The amount of time it takes to find the essential information in the average office note or discharge summary I read is outrageous. Things actually get missed because of all the fluff.
The Greeks had four virtues and the Bible has seven. I think I just started a series on which are the virtues in the practice of Medicine.
Stay tuned.
P.S. Here’s another piece about brevity, in terms of the now nearly extinct “brief office visit”:


Interesting read.
I’m a community paediatrician based in the UK. I spend my time completing neurodevelopmental assessments for children with suspected autism and ADHD, neurodisability assessments and child protection work. My reports are not short! Our manager probably want them to be, GP often complain they are too long. But we cannot really skimp on detail a many of these children are quite complex. What we do make sure is that at the beginning of the report, there is a clear diagnosis and action plan and that the summary at the end of the report is concise.

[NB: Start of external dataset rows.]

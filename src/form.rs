// Form state for the interactive shell
// Pure data + key-independent editing operations, so it can be tested without a terminal.

use std::ops::RangeInclusive;
use thiserror::Error;

use crate::transaction::{Period, Transaction, TransactionType};

#[derive(Debug, Clone, PartialEq, Eq, Error)]
pub enum FormError {
    #[error("invalid amount: {0:?}")]
    InvalidAmount(String),
}

// ============================================================================
// PERIOD PICKER
// ============================================================================

#[derive(Debug, Clone, Copy, PartialEq, Eq)]
pub enum PeriodField {
    Year,
    Month,
}

/// Year and month spinners. Values clamp at the bounds instead of wrapping.
#[derive(Debug, Clone)]
pub struct PeriodPicker {
    year: i32,
    month: u32,
    years: RangeInclusive<i32>,
}

impl PeriodPicker {
    pub fn new(initial: Period, years: RangeInclusive<i32>) -> Self {
        let year = initial.year().clamp(*years.start(), *years.end());
        Self {
            year,
            month: initial.month(),
            years,
        }
    }

    pub fn increment(&mut self, field: PeriodField) {
        match field {
            PeriodField::Year => {
                if self.year < *self.years.end() {
                    self.year += 1;
                }
            }
            PeriodField::Month => {
                if self.month < 12 {
                    self.month += 1;
                }
            }
        }
    }

    pub fn decrement(&mut self, field: PeriodField) {
        match field {
            PeriodField::Year => {
                if self.year > *self.years.start() {
                    self.year -= 1;
                }
            }
            PeriodField::Month => {
                if self.month > 1 {
                    self.month -= 1;
                }
            }
        }
    }

    pub fn year(&self) -> i32 {
        self.year
    }

    pub fn month(&self) -> u32 {
        self.month
    }

    pub fn period(&self) -> Period {
        // month is kept within 1..=12 by the spinner methods
        Period::new(self.year, self.month).unwrap_or_else(Period::current)
    }
}

// ============================================================================
// ADD TRANSACTION FORM
// ============================================================================

#[derive(Debug, Clone, Copy, PartialEq, Eq)]
pub enum FormField {
    Type,
    Category,
    Amount,
    Year,
    Month,
}

impl FormField {
    pub const ALL: [FormField; 5] = [
        FormField::Type,
        FormField::Category,
        FormField::Amount,
        FormField::Year,
        FormField::Month,
    ];

    pub fn label(&self) -> &'static str {
        match self {
            FormField::Type => "Type",
            FormField::Category => "Category",
            FormField::Amount => "Amount",
            FormField::Year => "Year",
            FormField::Month => "Month",
        }
    }

    pub fn next(&self) -> Self {
        match self {
            FormField::Type => FormField::Category,
            FormField::Category => FormField::Amount,
            FormField::Amount => FormField::Year,
            FormField::Year => FormField::Month,
            FormField::Month => FormField::Type,
        }
    }

    pub fn previous(&self) -> Self {
        match self {
            FormField::Type => FormField::Month,
            FormField::Category => FormField::Type,
            FormField::Amount => FormField::Category,
            FormField::Year => FormField::Amount,
            FormField::Month => FormField::Year,
        }
    }
}

#[derive(Debug, Clone)]
pub struct AddTransactionForm {
    pub kind: TransactionType,
    pub category_index: usize,
    pub amount: String,
    pub period: PeriodPicker,
    pub focus: FormField,
}

impl AddTransactionForm {
    /// Fresh form: Income, first category, empty amount, `initial` period
    pub fn new(initial: Period, years: RangeInclusive<i32>) -> Self {
        Self {
            kind: TransactionType::Income,
            category_index: 0,
            amount: String::new(),
            period: PeriodPicker::new(initial, years),
            focus: FormField::Type,
        }
    }

    pub fn category(&self) -> &'static str {
        let categories = self.kind.categories();
        categories[self.category_index.min(categories.len() - 1)]
    }

    /// Switching type replaces the category choices
    pub fn toggle_kind(&mut self) {
        self.kind = self.kind.toggle();
        self.category_index = 0;
    }

    pub fn next_category(&mut self) {
        let len = self.kind.categories().len();
        self.category_index = (self.category_index + 1) % len;
    }

    pub fn previous_category(&mut self) {
        let len = self.kind.categories().len();
        self.category_index = (self.category_index + len - 1) % len;
    }

    pub fn next_field(&mut self) {
        self.focus = self.focus.next();
    }

    pub fn previous_field(&mut self) {
        self.focus = self.focus.previous();
    }

    /// Up-arrow / `+` on the focused field
    pub fn increment(&mut self) {
        match self.focus {
            FormField::Type => self.toggle_kind(),
            FormField::Category => self.next_category(),
            FormField::Amount => {}
            FormField::Year => self.period.increment(PeriodField::Year),
            FormField::Month => self.period.increment(PeriodField::Month),
        }
    }

    /// Down-arrow / `-` on the focused field
    pub fn decrement(&mut self) {
        match self.focus {
            FormField::Type => self.toggle_kind(),
            FormField::Category => self.previous_category(),
            FormField::Amount => {}
            FormField::Year => self.period.decrement(PeriodField::Year),
            FormField::Month => self.period.decrement(PeriodField::Month),
        }
    }

    pub fn push_char(&mut self, c: char) {
        if self.focus == FormField::Amount {
            self.amount.push(c);
        }
    }

    pub fn backspace(&mut self) {
        if self.focus == FormField::Amount {
            self.amount.pop();
        }
    }

    /// Build the record, or fail if the amount text is not a number
    pub fn submit(&self) -> Result<Transaction, FormError> {
        let amount = self
            .amount
            .trim()
            .parse::<f64>()
            .map_err(|_| FormError::InvalidAmount(self.amount.clone()))?;

        Ok(Transaction::from_form(
            self.kind,
            self.category(),
            amount,
            self.period.period(),
        ))
    }
}

#[cfg(test)]
mod tests {
    use super::*;

    fn form() -> AddTransactionForm {
        AddTransactionForm::new(Period::new(2024, 1).unwrap(), 2000..=2100)
    }

    #[test]
    fn test_new_form_defaults() {
        let form = form();
        assert_eq!(form.kind, TransactionType::Income);
        assert_eq!(form.category(), "Salary");
        assert_eq!(form.focus, FormField::Type);
        assert_eq!(form.period.period().key(), "2024-01");
    }

    #[test]
    fn test_toggle_kind_resets_categories() {
        let mut form = form();
        form.next_category();
        assert_eq!(form.category(), "Business");

        form.toggle_kind();
        assert_eq!(form.kind, TransactionType::Expense);
        assert_eq!(form.category(), "Food");

        form.previous_category();
        assert_eq!(form.category(), "Travel");
    }

    #[test]
    fn test_submit_builds_transaction() {
        let mut form = form();
        form.toggle_kind();
        form.next_category();
        form.focus = FormField::Amount;
        for c in "1200.50".chars() {
            form.push_char(c);
        }
        form.focus = FormField::Month;
        form.increment();

        let tx = form.submit().unwrap();
        assert_eq!(tx, Transaction::new("Expense", "Rent", 1200.5, "2024-02"));
    }

    #[test]
    fn test_submit_rejects_bad_amount() {
        let mut form = form();
        assert_eq!(
            form.submit().unwrap_err(),
            FormError::InvalidAmount(String::new())
        );

        form.amount = "12,5".to_string();
        assert!(form.submit().is_err());
    }

    #[test]
    fn test_typing_only_edits_amount_field() {
        let mut form = form();
        form.push_char('9');
        assert!(form.amount.is_empty());

        form.focus = FormField::Amount;
        form.push_char('9');
        form.push_char('8');
        form.backspace();
        assert_eq!(form.amount, "9");
    }

    #[test]
    fn test_spinners_clamp_at_bounds() {
        let mut picker = PeriodPicker::new(Period::new(2100, 12).unwrap(), 2000..=2100);
        picker.increment(PeriodField::Year);
        picker.increment(PeriodField::Month);
        assert_eq!(picker.period().key(), "2100-12");

        let mut picker = PeriodPicker::new(Period::new(1990, 1).unwrap(), 2000..=2100);
        assert_eq!(picker.year(), 2000);
        picker.decrement(PeriodField::Month);
        assert_eq!(picker.month(), 1);
        assert_eq!(picker.period().key(), "2000-01");
    }

    #[test]
    fn test_field_cycle_wraps() {
        let mut form = form();
        for _ in 0..FormField::ALL.len() {
            form.next_field();
        }
        assert_eq!(form.focus, FormField::Type);
        form.previous_field();
        assert_eq!(form.focus, FormField::Month);
    }
}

When I write my reports I’m often thinking of the future me (and other paediatricians) who might see this child for follow up and wonder how I got to my diagnostic formulation. I’m thinking of the parents who value the fact that somebody had documented their child’s development in a way they can share with other professionals and services that often want ‘evidence’ of their child’s needs and abilities.
Child protection reports are a horror to write because they might need to be submitted to court, so I’m always checking double checking everything before I release them to social care and have to clear about fact and opinion, who said, what why etc
A different ballgame I expect from other fields of medicine. But there is much to be learnt about thinking about when is less needed and when more is needed.
Thank you for your post. Food for thought.